The hon. Lady is right to praise the work of Wakefield College. Such colleges are real exemplars of what can be achieved. I appreciate the importance of outreach work, and that is particularly important when we consider social mobility. I am happy to discuss the matter further with the hon. Lady at any time.
Does the Minister agree that sixth-form colleges, such as Richard Huish College in my constituency, are an extremely valuable part of our education system, making the great link between education and employment? Will she kindly meet me to discover whether, in the tertiary review, funding might be available from age 16, rather than starting at 18?
I am always happy to meet my hon. Friend; it would be a pleasure. I was recently at the conference of the Sixth Form Colleges Association. Sixth-form colleges do an excellent job, and I will do everything I can to support them.
Twenty-one per cent. less—that is what a student aged 16 to 19 gets compared with what they get between 11 and 16. This tertiary review needs to start with tertiary education at 16 to 19. Will the Minister confirm that tertiary education for 16 to 19-year-olds will be included in the review?
The review is currently under discussion. As the hon. Gentleman knows, I have my tin hat and battledress on, and I will always battle on behalf of the FE sector and independent training providers for the 50% of young people who do not go to university.
How can the Minister talk confidently about FE provision when the Government’s whole record on the sector is a mess? In the last 10 days, we have seen: apprenticeship starts down by 41% since the levy began; traineeship starts down by 16%; the FE commissioner telling the Select Committee on Education that funding is “unfair” and “sparse”; the Public Accounts Committee roasting the Government over learndirect; and five sector leaders calling for a major levy rethink in FE Week. Will she get a grip on the levy? Will she also ensure that she does not claim that those concerned are running FE down? We are passionate about FE and apprenticeships; it is her party that is split on HE and FE policy.
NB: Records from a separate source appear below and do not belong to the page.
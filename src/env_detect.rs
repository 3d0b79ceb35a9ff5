use std::fmt;
use std::path::PathBuf;

use anyhow::anyhow;
use serde::Serialize;
use sysinfo::System;

use crate::host::Host;

/// Package-manager families the installer knows how to drive.
#[derive(Debug, Clone, Copy, PartialEq, Eq, Serialize)]
#[serde(rename_all = "lowercase")]
pub enum PackageManager {
    Apt,
    Dnf,
    Pacman,
    Zypper,
}

impl PackageManager {
    /// Probe order; the first family whose command exists wins.
    pub const PRIORITY: [PackageManager; 4] = [
        PackageManager::Apt,
        PackageManager::Dnf,
        PackageManager::Pacman,
        PackageManager::Zypper,
    ];

    pub fn command(self) -> &'static str {
        match self {
            PackageManager::Apt => "apt-get",
            PackageManager::Dnf => "dnf",
            PackageManager::Pacman => "pacman",
            PackageManager::Zypper => "zypper",
        }
    }

    pub fn detect(host: &impl Host) -> Option<PackageManager> {
        Self::PRIORITY
            .into_iter()
            .find(|pm| host.has_command(pm.command()))
    }
}

impl fmt::Display for PackageManager {
    fn fmt(&self, f: &mut fmt::Formatter<'_>) -> fmt::Result {
        let name = match self {
            PackageManager::Apt => "apt",
            PackageManager::Dnf => "dnf",
            PackageManager::Pacman => "pacman",
            PackageManager::Zypper => "zypper",
        };
        f.write_str(name)
    }
}

/// Filesystem locations the launcher reads from or writes to.
#[derive(Debug, Clone)]
pub struct HostPaths {
    pub home: PathBuf,
    pub wine_prefix: PathBuf,
    /// Where launch history lives; `None` disables recording.
    pub data_dir: Option<PathBuf>,
}

impl HostPaths {
    pub fn detect() -> anyhow::Result<Self> {
        let home = dirs::home_dir().ok_or_else(|| anyhow!("could not determine home directory"))?;
        let wine_prefix = std::env::var_os("WINEPREFIX")
            .filter(|v| !v.is_empty())
            .map(PathBuf::from)
            .unwrap_or_else(|| home.join(".wine"));
        let data_dir = dirs::data_dir().map(|d| d.join("window2linux"));

        Ok(Self {
            home,
            wine_prefix,
            data_dir,
        })
    }

    pub fn drive_c(&self) -> PathBuf {
        self.wine_prefix.join("drive_c")
    }
}

pub fn os_description() -> String {
    System::long_os_version()
        .or_else(System::os_version)
        .unwrap_or_else(|| "unknown".to_string())
}

#[cfg(test)]
mod tests {
    use super::{HostPaths, PackageManager};
    use crate::host::testing::FakeHost;

    #[test]
    fn detects_first_manager_in_priority_order() {
        let host = FakeHost::with_commands(&["zypper", "pacman", "dnf"]);
        assert_eq!(PackageManager::detect(&host), Some(PackageManager::Dnf));
    }

    #[test]
    fn detects_nothing_on_unknown_distro() {
        let host = FakeHost::with_commands(&["apk", "emerge"]);
        assert_eq!(PackageManager::detect(&host), None);
    }

    #[test]
    fn drive_c_sits_under_prefix() {
        let paths = HostPaths {
            home: "/home/u".into(),
            wine_prefix: "/home/u/.wine".into(),
            data_dir: None,
        };
        assert_eq!(paths.drive_c(), std::path::Path::new("/home/u/.wine/drive_c"));
    }
}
I utterly reject the hon. Gentleman’s suggestion that the situation is a mess. This is the first time that a Government have really got to grips with this issue. I will be running a training session for Members from all political parties. I suggest that the hon. Gentleman comes along to discover that it is very easy to get apprenticeships if we do not care about the quality, but I do care about the quality. It is really important that we raise the quality and raise the numbers, ensuring that young people have the skills they need for the future.